Disclosure of Invention

The application aims to provide a shafting state monitoring and evaluating method based on CAS analysis and a neural network, which processes shafting load displacement signals by combining simulation calculation, parameter correlation analysis, sensitivity analysis, BP neural network data analysis and membership theory, screens out independent measuring points and state parameters with characteristic representativeness, so as to realize higher efficiency acquisition and analysis of the change rule of shafting dynamic characteristic states along with each characteristic parameter under different states, and improve the accuracy of ship shafting dynamic state monitoring and evaluating results.

In order to achieve the above purpose, the present application adopts the following technical scheme.

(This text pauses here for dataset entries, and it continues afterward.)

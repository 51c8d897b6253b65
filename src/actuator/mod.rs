pub mod protocol;
pub use protocol::*;

use std::time::Duration;

use crate::config::SerialConfig;
use crate::error::Result;
use crate::transport::{SerialTransport, Transport};

//writes to the two boards: drive motors on `motion`, intake motor on `accessory`
//all writes are fire-and-forget, no acknowledgement is read back
pub struct ActuatorLink{
    motion: Box<dyn Transport>,
    accessory: Box<dyn Transport>,
    last_accessory: Option<AccessoryMode>,
    write_failures: u64,
}

impl ActuatorLink{
    pub fn new(motion: Box<dyn Transport>, accessory: Box<dyn Transport>) -> Self{
        ActuatorLink{
            motion,
            accessory,
            last_accessory: None,
            write_failures: 0,
        }
    }

    //open the motion board; the accessory writer shares the sensor board's port
    pub fn connect(serial: &SerialConfig, accessory: Box<dyn Transport>) -> Result<Self>{
        let motion = SerialTransport::open(
            &serial.motion_port,
            serial.motion_baud,
            Duration::from_millis(serial.read_timeout_ms),
        )?;
        Ok(Self::new(Box::new(motion), accessory))
    }

    pub fn send_velocity(&mut self, vx: f32, vy: f32, omega: f32) -> Result<()>{
        let cmd = MotionCommand::Velocity{ vx, vy, omega };
        log::trace!("VEL {:.3} {:.3} {:.3}", vx, vy, omega);
        self.write_motion(&cmd)
    }

    //safe to repeat
    pub fn stop(&mut self) -> Result<()>{
        self.write_motion(&MotionCommand::Stop)
    }

    //send only when the mode changes; returns whether anything was written
    pub fn set_accessory(&mut self, mode: AccessoryMode) -> Result<bool>{
        if self.last_accessory == Some(mode){
            return Ok(false);
        }
        self.force_accessory(mode)?;
        Ok(true)
    }

    //send regardless of the cache (reconnect, safety reset)
    pub fn force_accessory(&mut self, mode: AccessoryMode) -> Result<()>{
        match self.accessory.send(&mode.to_bytes()){
            Ok(()) =>{
                //cache only what the board actually received
                self.last_accessory = Some(mode);
                log::info!("Accessory motor: {}", mode);
                Ok(())
            }
            Err(e) =>{
                self.write_failures += 1;
                self.last_accessory = None;
                Err(e)
            }
        }
    }

    pub fn accessory_mode(&self) -> Option<AccessoryMode>{
        self.last_accessory
    }

    pub fn write_failures(&self) -> u64{
        self.write_failures
    }

    fn write_motion(&mut self, cmd: &MotionCommand) -> Result<()>{
        let result = self.motion.send(&cmd.to_bytes());
        if result.is_err(){
            self.write_failures += 1;
        }
        result
    }
}

#[cfg(test)]
mod tests{
    use super::*;
    use crate::transport::MockTransport;

    fn create_link() -> (ActuatorLink, MockTransport, MockTransport){
        let motion = MockTransport::new();
        let accessory = MockTransport::new();
        let link = ActuatorLink::new(Box::new(motion.clone()), Box::new(accessory.clone()));
        (link, motion, accessory)
    }

    #[test]
    fn test_send_velocity_and_stop(){
        let (mut link, motion, _) = create_link();
        link.send_velocity(0.5, 0.0, -1.0).unwrap();
        link.stop().unwrap();
        link.stop().unwrap();
        assert_eq!(motion.written_lines(), vec!["VEL,0.500,0.000,-1.000", "STOP", "STOP"]);
    }

    #[test]
    fn test_accessory_dedup(){
        let (mut link, _, accessory) = create_link();
        assert!(link.set_accessory(AccessoryMode::Forward).unwrap());
        assert!(!link.set_accessory(AccessoryMode::Forward).unwrap());
        assert!(link.set_accessory(AccessoryMode::Stop).unwrap());
        assert_eq!(accessory.written_lines(), vec!["R", "S"]);
    }

    #[test]
    fn test_force_accessory_bypasses_cache(){
        let (mut link, _, accessory) = create_link();
        link.set_accessory(AccessoryMode::Stop).unwrap();
        link.force_accessory(AccessoryMode::Stop).unwrap();
        assert_eq!(accessory.written_lines(), vec!["S", "S"]);
    }

    #[test]
    fn test_failed_write_not_cached(){
        let (mut link, motion, accessory) = create_link();
        accessory.set_fail_writes(true);
        assert!(link.set_accessory(AccessoryMode::Forward).is_err());
        assert_eq!(link.accessory_mode(), None);

        accessory.set_fail_writes(false);
        assert!(link.set_accessory(AccessoryMode::Forward).unwrap());

        motion.set_fail_writes(true);
        assert!(link.stop().is_err());
        assert_eq!(link.write_failures(), 2);
    }
}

A shafting state monitoring and evaluating method based on CAS analysis and neural network comprises the following steps:

step one, constructing a model to determine measuring points

According to the shafting structure, constructing a shafting finite element simulation calculation model, acquiring the shafting overall deformation state and the load state thereof, and determining all measurement points x ₁、x₂...x_n of the shafting except the bearing position, and measuring point y ₁、y₂...y_m of the bearing position;

Step two, determining a test scheme

Measuring the bearing load of the measuring point y ₁、y₂...y_m based on a resistance strain gauge method; measuring shafting three-way amplitude values at measuring points x ₁、x₂...x_p (p < n) with gyratory vibration and longitudinal vibration based on a three-way photoelectric displacement sensor; measuring the torsion angle of the shafting cross section of the measuring point x _p+1、x_p+2...x_n with torsional vibration based on a pulse time sequence method;

Thirdly, selecting different operation working condition points of the shafting, acquiring monitoring data of a plurality of groups of shafting in normal operation and fault operation under each operation working condition as historical data, and respectively performing expert scoring on the shafting operation state reflected by each group of monitoring data to acquire the health evaluation membership degree corresponding to each group of data;

Step four, carrying out normalization processing on the obtained historical data according to the class, wherein a normalization formula is as follows: Wherein z _i is the same type of monitored value; z _i-norm is this type of normalized data; z _min is the minimum value in this type of monitored data; z _max is the maximum value in this type of monitored data;

step five, aiming at various data measuring points and processed historical data, carrying out correlation analysis on the data by adopting a Pearson correlation coefficient, selecting independent and representative measuring point data, and further combining sensitivity analysis to determine the contribution value of each measuring point data to the state membership;

Taking the extracted monitoring data as characteristic data, taking the data under each working condition as a group, respectively corresponding to a neural network, taking the three evaluation membership values under the corresponding working conditions as output variables, performing network model training by adopting a BP neural network with error back propagation, and performing simulation verification on the trained neural network;

And step seven, collecting test data under different working conditions, taking the data under each working condition as a group, preprocessing and normalizing each group of data, taking the data as a trained neural network input variable, outputting a state evaluation membership value under each test working condition, and monitoring and evaluating the state of the shafting according to the state evaluation membership value under each test working condition.

In the third step, the membership degree at least comprises three types of normal state values, potential failure state values and fault state values.

The method for monitoring and evaluating the state of the shafting based on the CAS analysis and the neural network according to claim 2, wherein in the seventh step, the monitoring and evaluating the state of the shafting according to the state evaluation membership value under each test working condition specifically means:

when the evaluation membership degree of the shafting fault state is greater than 0, the shafting is evaluated as the fault state;

When the membership degree of the shafting fault state is 0 and the evaluation membership degree of the shafting potential fault state is 0.65-1, the shafting is evaluated as a fault rapid development state;

When the membership degree of the shafting fault state is 0 and the evaluation membership degree of the shafting potential fault state is 0.25-0.65, the shafting is evaluated as a possible fault state;

And when the membership degree of the shafting fault state is 0 and the evaluation membership degree of the shafting potential fault state is 0-0.25, the shafting is evaluated as a normal running state.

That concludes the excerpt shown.